Available data: Begin

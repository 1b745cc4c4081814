//! Core game types: dice, configuration, context, events.
//!
//! Everything the rules and the state machine share lives here. Nothing in
//! this module knows about states or transitions.

pub mod config;
pub mod context;
pub mod event;
pub mod rng;

pub use config::{ConfigError, GameConfig, MAX_DICE, MAX_DIE_FACES, MAX_TILES};
pub use context::{GameContext, Move, Roll, TileSet};
pub use event::{Event, EventKind};
pub use rng::{roll_die, DieRoller, GameRng, GameRngState, ScriptedDice, STANDARD_DIE_FACES};
//! The game controller.
//!
//! Owns the current state, the context, the dice and the scheduler, and
//! interprets the transition table. Processing is run-to-completion: an
//! event (or a due timer) is applied, then eventless guards are evaluated
//! until none holds, before the call returns.

use std::time::Duration;

use im::Vector;
use tracing::{debug, info, instrument};

use super::observer::{Observer, TransitionRecord, Trigger};
use super::scheduler::Scheduler;
use super::snapshot::Snapshot;
use super::state::StateValue;
use super::table::{self, Target};
use crate::core::{ConfigError, DieRoller, Event, GameConfig, GameContext, GameRng};
use crate::rules::ContextAction;

/// Shut the Box state machine.
///
/// ## Example
///
/// ```
/// use std::time::Duration;
/// use shut_the_box::{GameConfig, GameController};
///
/// let mut game = GameController::new(GameConfig::default().with_seed(7)).unwrap();
/// assert_eq!(game.snapshot().path(), "play.waiting");
///
/// game.roll();
/// assert_eq!(game.snapshot().path(), "play.rolling");
///
/// game.advance(Duration::from_millis(1000));
/// assert!(game.snapshot().matches("play.deciding") || game.snapshot().matches("play.lose"));
/// ```
pub struct GameController<R: DieRoller = GameRng> {
    config: GameConfig,
    state: StateValue,
    context: GameContext,
    roller: R,
    scheduler: Scheduler,
    observer: Option<Box<dyn Observer>>,
    history: Vector<TransitionRecord>,
    sequence: u64,
}

impl GameController<GameRng> {
    /// Create a controller rolling seeded ChaCha dice.
    ///
    /// Uses `config.seed` if set, otherwise draws a seed from the OS.
    #[instrument(skip(config), fields(highest_tile = config.highest_tile, seed = ?config.seed))]
    pub fn new(config: GameConfig) -> Result<Self, ConfigError> {
        let rng = match config.seed {
            Some(seed) => GameRng::new(seed),
            None => GameRng::from_entropy(),
        };
        debug!(seed = rng.seed(), "seeded dice");
        Self::with_roller(config, rng)
    }
}

impl<R: DieRoller> GameController<R> {
    /// Create a controller drawing dice from `roller`.
    pub fn with_roller(config: GameConfig, roller: R) -> Result<Self, ConfigError> {
        config.validate()?;

        let context = GameContext::initial(&config);
        let mut controller = Self {
            config,
            state: StateValue::Lobby,
            context,
            roller,
            scheduler: Scheduler::new(),
            observer: None,
            history: Vector::new(),
            sequence: 0,
        };

        if !controller.config.start_in_lobby {
            let context = controller.context.clone();
            let (state, context) = controller.enter(StateValue::Lobby, Target::Play, context);
            controller.state = state;
            controller.context = context;
            controller.settle();
        }

        info!(state = %controller.state, "game controller ready");
        Ok(controller)
    }

    /// Attach an observer, called after every step.
    #[must_use]
    pub fn with_observer(mut self, observer: impl Observer + 'static) -> Self {
        self.observer = Some(Box::new(observer));
        self
    }

    // === Reading ===

    /// Active leaf state.
    #[must_use]
    pub fn state(&self) -> StateValue {
        self.state
    }

    /// Current tiles, dice and selection.
    #[must_use]
    pub fn context(&self) -> &GameContext {
        &self.context
    }

    /// Configuration the game was built with.
    #[must_use]
    pub fn config(&self) -> &GameConfig {
        &self.config
    }

    /// Current state and context, cloned for a front end to hold on to.
    #[must_use]
    pub fn snapshot(&self) -> Snapshot {
        Snapshot {
            state: self.state,
            context: self.context.clone(),
            highest_tile: self.config.highest_tile,
        }
    }

    /// Recorded steps. Empty unless `record_history` is enabled.
    #[must_use]
    pub fn history(&self) -> &Vector<TransitionRecord> {
        &self.history
    }

    /// Logical clock and pending roll timer.
    #[must_use]
    pub fn scheduler(&self) -> &Scheduler {
        &self.scheduler
    }

    /// The dice.
    #[must_use]
    pub fn roller(&self) -> &R {
        &self.roller
    }

    // === Intents ===

    /// Send `START`.
    pub fn start(&mut self) {
        self.send(Event::Start);
    }

    /// Send `ROLL`.
    pub fn roll(&mut self) {
        self.send(Event::Roll);
    }

    /// Send `SELECT_VALUE(value)`.
    pub fn select_value(&mut self, value: u32) {
        self.send(Event::SelectValue(value));
    }

    /// Send `DESELECT_VALUE(value)`.
    pub fn deselect_value(&mut self, value: u32) {
        self.send(Event::DeselectValue(value));
    }

    /// Send `SUBMIT_MOVE`.
    pub fn submit_move(&mut self) {
        self.send(Event::SubmitMove);
    }

    /// Send `RETRY`.
    pub fn retry(&mut self) {
        self.send(Event::Retry);
    }

    /// Send `LOBBY`, clearing the board.
    pub fn lobby(&mut self) {
        self.send(Event::Lobby);
    }

    /// Dispatch an event.
    ///
    /// Events with no enabled transition in the current state are ignored:
    /// state and context are left untouched.
    #[instrument(skip(self), fields(state = %self.state))]
    pub fn send(&mut self, event: Event) {
        let Some(transition) = table::find_transition(self.state, &self.context, &event) else {
            debug!(%event, "event ignored");
            self.record(Trigger::Event(event), self.state, self.state, false);
            return;
        };

        self.take(
            Trigger::Event(event),
            Some(&event),
            transition.actions,
            transition.target,
        );
        self.settle();
    }

    /// Move the logical clock forward, firing any delayed transitions due.
    pub fn advance(&mut self, elapsed: Duration) {
        self.scheduler.advance(elapsed);

        while let Some(timer) = self.scheduler.pop_due() {
            // Exit already cancels owned timers; drop any that slipped through
            if timer.owner != self.state {
                debug!(owner = %timer.owner, state = %self.state, "dropping stale timer");
                continue;
            }
            self.take(Trigger::After(timer.delay), None, &[], Some(timer.target));
            self.settle();
        }
    }

    // === Interpretation ===

    /// Apply one transition: exit, transition actions, entry.
    fn take(
        &mut self,
        trigger: Trigger,
        event: Option<&Event>,
        actions: &[ContextAction],
        target: Option<Target>,
    ) {
        let from = self.state;
        let context = self.run_actions(actions, self.context.clone(), event);

        let (to, context) = match target {
            Some(target) => {
                self.exit(from);
                self.enter(from, target, context)
            }
            None => (from, context),
        };

        self.state = to;
        self.context = context;
        self.record(trigger, from, to, true);
    }

    /// Take eventless transitions until none applies.
    fn settle(&mut self) {
        while let Some(play) = self.state.play_state() {
            let Some(always) = table::find_always(play, &self.context) else {
                break;
            };
            self.take(Trigger::Always(always.guard), None, &[], Some(always.target));
        }
    }

    fn exit(&mut self, from: StateValue) {
        let cancelled = self.scheduler.cancel_owned_by(from);
        if cancelled > 0 {
            debug!(state = %from, cancelled, "cancelled timers on exit");
        }
    }

    fn enter(
        &mut self,
        from: StateValue,
        target: Target,
        context: GameContext,
    ) -> (StateValue, GameContext) {
        let to = target.resolve();
        let actions = table::entry_actions(from, target);
        let context = self.run_actions(&actions, context, None);

        if let Some(delayed) = to.play_state().and_then(table::delayed_for) {
            self.scheduler
                .schedule(to, delayed.target, self.config.roll_delay);
        }

        (to, context)
    }

    fn run_actions(
        &mut self,
        actions: &[ContextAction],
        mut context: GameContext,
        event: Option<&Event>,
    ) -> GameContext {
        for &action in actions {
            context = action.apply(context, event, &self.config, &mut self.roller);
        }
        context
    }

    fn record(&mut self, trigger: Trigger, from: StateValue, to: StateValue, handled: bool) {
        let record = TransitionRecord {
            sequence: self.sequence,
            trigger,
            from,
            to,
            handled,
            at: self.scheduler.now(),
        };
        self.sequence += 1;

        if handled && from != to {
            debug!(%from, %to, "transition");
            if to.is_game_over() {
                info!(
                    outcome = %to,
                    remaining = self.context.remaining_numbers.len(),
                    "game over"
                );
            }
        }

        if self.config.record_history {
            self.history.push_back(record.clone());
        }
        if let Some(observer) = self.observer.as_mut() {
            observer.on_transition(&record);
        }
    }
}

impl<R: DieRoller + std::fmt::Debug> std::fmt::Debug for GameController<R> {
    fn fmt(&self, f: &mut std::fmt::Formatter<'_>) -> std::fmt::Result {
        f.debug_struct("GameController")
            .field("state", &self.state)
            .field("context", &self.context)
            .field("roller", &self.roller)
            .field("scheduler", &self.scheduler)
            .field("observed", &self.observer.is_some())
            .finish_non_exhaustive()
    }
}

Available data: End

Task statement:
Every line above that contains the word "enter" should be reported.

Result for this exercise:
            let (state, context) = controller.enter(StateValue::Lobby, Target::Play, context);
                self.enter(from, target, context)
    fn enter(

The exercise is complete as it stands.